The Oklahoma Republican, a practicing obstetrician, combined fierce devotion to principle with rigorous intellectual integrity and tremendous personal decency. One of the most hard-line conservatives in first the House and then the Senate, he nonetheless enjoyed the respect and friendship of many liberal Democrats. Not the least of these was President Barack Obama, with whom he reportedly spoke in private, as a friend and sounding board, almost weekly throughout Obama’s White House tenure.
“I’m adamantly against 80 percent of President Obama’s policies,” Coburn told the Oklahoman newspaper. “But he is an honest liberal. … Am I to hate him because he has a different viewpoint than I do? Or should I love him and try to touch his heart and change him?”
When Coburn arrived on Capitol Hill in the “Gingrich Revolution” Republican class of 1994, he was an unyielding ideologue.
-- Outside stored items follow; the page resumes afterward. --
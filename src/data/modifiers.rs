//! Modifiers (SPEC_FULL supplemented feature), grounded on
//! `original_source/engine/generate_block_task.cpp`'s
//! `data->get_modifiers().apply(...)`: a registered list of volumetric
//! operators applied on top of generator output inside `GenerateBlockTask`,
//! each scoped to an AABB so only intersecting blocks pay for it.

use crate::math::Box3i;
use crate::voxel::buffer::BufferError;
use crate::voxel::VoxelBuffer;

/// A volumetric operator applied to generator output before it is handed
/// back to the task pipeline.
pub trait Modifier: Send + Sync {
    /// World-space AABB (in voxels at LOD0) this modifier affects.
    fn aabb(&self) -> Box3i;

    /// Apply the modifier to `buffer`, whose voxels occupy `buffer_origin
    /// .. buffer_origin + buffer.size() << lod` in LOD0 voxel space.
    fn apply(&self, buffer: &mut VoxelBuffer, buffer_origin: glam::IVec3, lod: u8) -> Result<(), BufferError>;
}

/// A sphere subtraction modifier, the canonical example from the original
/// engine (`sphere subtraction` named directly in SPEC_FULL's notes).
pub struct SphereSubtract {
    pub center: glam::Vec3,
    pub radius: f32,
    pub channel: usize,
}

impl Modifier for SphereSubtract {
    fn aabb(&self) -> Box3i {
        let r = self.radius.ceil() as i32;
        Box3i::from_center_half_extent(self.center.as_ivec3(), r)
    }

    fn apply(&self, buffer: &mut VoxelBuffer, buffer_origin: glam::IVec3, lod: u8) -> Result<(), BufferError> {
        let scale = (1u32 << lod) as f32;
        let size = buffer.size();
        for z in 0..size.z {
            for x in 0..size.x {
                for y in 0..size.y {
                    let world = buffer_origin.as_vec3()
                        + glam::Vec3::new(x as f32, y as f32, z as f32) * scale;
                    let dist = (world - self.center).length() - self.radius;
                    let sdf = (dist / scale).clamp(-1.0, 1.0);
                    let existing = buffer.get_voxel_f(glam::UVec3::new(x, y, z), self.channel)?;
                    if sdf.max(existing) != existing {
                        buffer.set_voxel_f(glam::UVec3::new(x, y, z), sdf.max(existing), self.channel)?;
                    }
                }
            }
        }
        Ok(())
    }
}

#[derive(Default)]
pub struct ModifierStack {
    modifiers: Vec<Box<dyn Modifier>>,
}

impl ModifierStack {
    pub fn new() -> Self {
        Self::default()
    }

    pub fn register(&mut self, modifier: Box<dyn Modifier>) {
        self.modifiers.push(modifier);
    }

    /// Apply every registered modifier whose AABB intersects the block's
    /// voxel-space bounds.
    pub fn apply(
        &self,
        buffer: &mut VoxelBuffer,
        buffer_origin: glam::IVec3,
        lod: u8,
    ) -> Result<(), BufferError> {
        let size = buffer.size();
        let extent = (size.as_ivec3()) * (1 << lod);
        let block_box = Box3i::new(buffer_origin, buffer_origin + extent);
        for modifier in &self.modifiers {
            if modifier.aabb().intersects(&block_box) {
                modifier.apply(buffer, buffer_origin, lod)?;
            }
        }
        Ok(())
    }
}

#[cfg(test)]
mod tests {
    use super::*;
    use crate::voxel::buffer::CHANNEL_SDF;
    use crate::voxel::channel::{ChannelDepth, ChannelKind};

    #[test]
    fn modifier_outside_block_is_skipped() {
        let mut buf = VoxelBuffer::create(glam::UVec3::splat(4)).unwrap();
        buf.set_channel_depth(CHANNEL_SDF, ChannelDepth::Bits16, ChannelKind::Sdf, 0)
            .unwrap();
        let mut stack = ModifierStack::new();
        stack.register(Box::new(SphereSubtract {
            center: glam::Vec3::splat(1000.0),
            radius: 2.0,
            channel: CHANNEL_SDF,
        }));
        let before = buf.get_voxel(glam::UVec3::new(1, 1, 1), CHANNEL_SDF).unwrap();
        stack.apply(&mut buf, glam::IVec3::ZERO, 0).unwrap();
        let after = buf.get_voxel(glam::UVec3::new(1, 1, 1), CHANNEL_SDF).unwrap();
        assert_eq!(before, after);
    }
}
//! The per-volume update task (spec.md §4.9/§4.10/§4.12), grounded on
//! `original_source/terrain/variable_lod/voxel_lod_terrain_update_task.cpp`'s
//! `run` method: drains pending LOD edits, runs the fixed-LOD streaming
//! sweep, then the octree grid driver, turning every request the three
//! passes produce into real task submissions on the pool. Spec.md §5
//! guarantees at most one update task runs per volume at a time; that
//! guarantee is enforced by the caller (the main-thread applier) via
//! `UpdateTask::try_begin`/`finish`, mirroring the original's
//! `task_is_complete` flag.
use std::sync::atomic::{AtomicBool, Ordering};

use crate::lodding;
use crate::math::ChunkPos;
use crate::octree::{self, OctreeGridDriver};
use crate::streaming::StreamingDriver;
use crate::tasks::{GenerateBlockTask, LoadBlockDataTask, MeshBlockTask, SaveBlockDataTask};
use crate::volume_shared::VolumeShared;

/// Owns the two passes that aren't self-contained task kinds (octree
/// grid traversal, fixed-LOD streaming) plus the single-in-flight guard
/// spec.md §5 requires of the update task as a whole.
pub struct UpdateTask {
    octree: OctreeGridDriver,
    streaming: StreamingDriver,
    running: AtomicBool,
}

impl UpdateTask {
    pub fn new(volume: &VolumeShared) -> Self {
        Self {
            octree: OctreeGridDriver::new(&volume.config),
            streaming: StreamingDriver::new(volume.config.lod_count),
            running: AtomicBool::new(false),
        }
    }

    /// Returns `false` without doing anything if an update is already in
    /// flight; callers must only invoke `run` after this returns `true`,
    /// and must call `finish` once `run` returns.
    pub fn try_begin(&self) -> bool {
        self.running.compare_exchange(false, true, Ordering::SeqCst, Ordering::SeqCst).is_ok()
    }

    pub fn finish(&self) {
        self.running.store(false, Ordering::SeqCst);
    }

    /// Runs one full update tick. `volume` is `Arc`-cloned into every task
    /// it submits, so tasks outlive this call even if it's dispatched onto
    /// the pool itself as a single compute task (spec.md §4.12 step 5).
    pub fn run(&mut self, volume: &std::sync::Arc<VolumeShared>, viewer_pos: glam::Vec3) {
        let lodded = lodding::flush_pending_lod_edits(volume);
        for (pos, lod) in lodded {
            self.request_remesh(volume, pos, lod);
        }

        let streaming_result = self.streaming.update(volume, viewer_pos);
        for (pos, lod) in streaming_result.data_loads_needed {
            self.submit_load(volume, pos, lod);
        }
        for (pos, lod, voxels) in streaming_result.data_saves_needed {
            self.submit_save(volume, pos, lod, voxels);
        }

        let octree_result = self.octree.update(volume, viewer_pos);
        for (pos, lod) in octree_result.data_loads_needed {
            self.submit_load(volume, pos, lod);
        }
        for (pos, lod) in octree_result.mesh_builds_needed {
            self.submit_mesh(volume, pos, lod);
        }

        if !octree_result.lods_touched.is_empty() {
            let updated = octree::recompute_transition_masks(volume, &octree_result.lods_touched);
            for (pos, lod, mask) in updated {
                if let Ok(mesh_map) = volume.mesh.lod(lod) {
                    if let Some(block) = mesh_map.get(pos) {
                        block.transition_mask.store(mask, Ordering::SeqCst);
                    }
                }
            }
        }
    }

    /// A data-block edit surfaced by lodding already marked the mesh block
    /// dirty (`NEED_UPDATE`); this promotes it to an actual submission if
    /// it's currently active, matching `schedule_mesh_update`'s active-vs-
    /// inactive split (spec.md §4.8).
    fn request_remesh(&self, volume: &VolumeShared, pos: ChunkPos, lod: u8) {
        let Ok(mesh_map) = volume.mesh.lod(lod) else {
            return;
        };
        let block = mesh_map.get_or_insert(pos);
        let active = block.active.load(Ordering::SeqCst);
        if block.schedule_mesh_update(active) {
            self.submit_mesh(volume, pos, lod);
        }
    }

    fn submit_load(&self, volume: &std::sync::Arc<VolumeShared>, pos: ChunkPos, lod: u8) {
        let stream_dep = volume.deps.streaming();
        let world_position = block_center(volume, pos, lod);
        let task = LoadBlockDataTask::new(volume.clone(), pos, lod, world_position, true, stream_dep);
        volume.pool.submit(Box::new(task));
    }

    fn submit_save(&self, volume: &std::sync::Arc<VolumeShared>, pos: ChunkPos, lod: u8, voxels: crate::data::block::SharedVoxelBuffer) {
        let stream_dep = volume.deps.streaming();
        let task = SaveBlockDataTask::for_shared_voxels(volume.clone(), pos, lod, voxels, stream_dep, None);
        volume.pool.submit(Box::new(task));
    }

    fn submit_mesh(&self, volume: &std::sync::Arc<VolumeShared>, pos: ChunkPos, lod: u8) {
        let Ok(mesh_map) = volume.mesh.lod(lod) else {
            return;
        };
        let meshing_dep = volume.deps.meshing();
        let world_position = block_center(volume, pos, lod);
        let collision_hint = volume.collision_requested();
        let task = MeshBlockTask::new(volume.clone(), pos, lod, world_position, collision_hint, meshing_dep);
        volume.pool.submit(Box::new(task));
        mesh_map.get_or_insert(pos).mark_dispatched();
    }

    /// Used by callers (GPU path, async edits) that need to generate a
    /// missing data block outright rather than through the streaming/
    /// octree request pipeline — e.g. the async-edit preload pass
    /// (spec.md §4.11).
    pub fn submit_generate(
        volume: &std::sync::Arc<VolumeShared>,
        pos: ChunkPos,
        lod: u8,
        tracker: Option<crate::tasks::async_tracker::SharedTracker>,
    ) {
        let stream_dep = volume.deps.streaming();
        let world_position = block_center(volume, pos, lod);
        let mut task = GenerateBlockTask::new(volume.clone(), pos, lod, world_position, None, stream_dep, false);
        if let Some(tracker) = tracker {
            task = task.with_tracker(tracker);
        }
        volume.pool.submit(Box::new(task));
    }
}

fn block_center(volume: &VolumeShared, pos: ChunkPos, lod: u8) -> glam::Vec3 {
    let origin = pos.origin_in_voxels(lod, volume.config.chunk_size);
    let half_extent = (volume.config.chunk_size as i32) << lod >> 1;
    (origin + glam::IVec3::splat(half_extent)).as_vec3()
}

#[cfg(test)]
mod tests {
    use super::*;
    use crate::config::VolumeConfig;
    use crate::dependency::{DependencyRegistry, MeshingDependency, StreamingDependency};
    use crate::output::{BlockDataOutput, BlockMeshOutput, VolumeCallbacks};
    use crate::priority::ViewersSnapshot;
    use crate::tasks::pool::TaskPool;
    use std::sync::Arc;
    use std::time::Duration;

    struct NoopCallbacks;
    impl VolumeCallbacks for NoopCallbacks {
        fn on_data_output(&self, _output: BlockDataOutput) {}
        fn on_mesh_output(&self, _output: BlockMeshOutput) {}
    }

    fn make_volume() -> Arc<VolumeShared> {
        let registry = DependencyRegistry::new(StreamingDependency::new(None, None), MeshingDependency::new(None));
        Arc::new(VolumeShared::new(
            VolumeConfig::default(),
            Arc::new(NoopCallbacks),
            Arc::new(TaskPool::new(2)),
            registry,
        ))
    }

    #[test]
    fn try_begin_is_exclusive_until_finish() {
        let volume = make_volume();
        let task = UpdateTask::new(&volume);
        assert!(task.try_begin());
        assert!(!task.try_begin());
        task.finish();
        assert!(task.try_begin());
    }

    #[test]
    fn run_submits_load_tasks_for_the_initial_viewer_position() {
        let volume = make_volume();
        volume.publish_viewers(Arc::new(ViewersSnapshot {
            viewers: vec![glam::Vec3::ZERO],
            highest_view_distance: volume.config.view_distance,
        }));
        let mut task = UpdateTask::new(&volume);
        task.run(&volume, glam::Vec3::ZERO);
        std::thread::sleep(Duration::from_millis(50));
        let applied = volume.pool.drain_completed(Duration::from_millis(200));
        assert!(applied > 0);
    }
}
Even then, though, there was a difference: Whereas some super-hard-liners are full of sound and fury without much thoughtfulness, Coburn obviously had depth and intellect.
Still, he perhaps lacked proportion. He and several conservatives clashed repeatedly with Gingrich. They were right on principle, but Gingrich may have been more practical in terms of accomplishing conservative goals. Gingrich, though, was certainly imperious with them and not always true to his word, and he tried to bully them rather than reason with them. The result, eventually, was that Coburn took part in an ill-advised, midterm, internal coup attempt against Gingrich in 1997 rather than more sensibly waiting to challenge the speaker at the end of that two-year legislative cycle.
Gingrich’s allies quashed the rebellion. Most of the coup leaders lost their political careers. Coburn, though, learned and grew. He abided by a term-limits pledge and retired from the House at the end of 2000, only to win an election to the Senate in 2004. There, he developed a legislative skill set to complement his strong conservative convictions.
Rather than being a gadfly, Coburn became an effective leader, without ever doing the “go-along to get-along” kind of games. He began publishing an annual Wastebook highlighting absurd government spending and also a weekly “pork report” listing egregious examples of wasteful projects from almost every federal agency. He took the lead in opposing Obamacare while pushing real healthcare reforms of a conservative variety, some of which have gone into law piecemeal over the years even without passage in a single, comprehensive bill. And, often working with Democrats, he became a leader in providing effective congressional oversight and insisting that government operate with public transparency.
As Democratic Sen. Carl Levin of Michigan put it, Coburn was “tough, fearless, and more interested in facts than politics.”
Journalists knew him as one of the few senators who would always give straight answers, and thoughtful ones, rather than poll-tested sound bites. He was both so supremely intelligent and so tirelessly industrious that a questioner knew Coburn’s information was solid, trustworthy, and in reasonable context.
Mostly, it was clear that Coburn was in the political game not for self-aggrandizement, but for real service to the public, in furtherance of what he saw as the best means of guaranteeing freedom and right reason.
I just checked my email inbox, and his last exchange with me (from the summer of 2016, on an off-the-record matter) was fitting. He ended it like this: “Thank you for loving our liberty. Tom.”
Change the period after “liberty” to a comma, and that’s what we should be saying to him.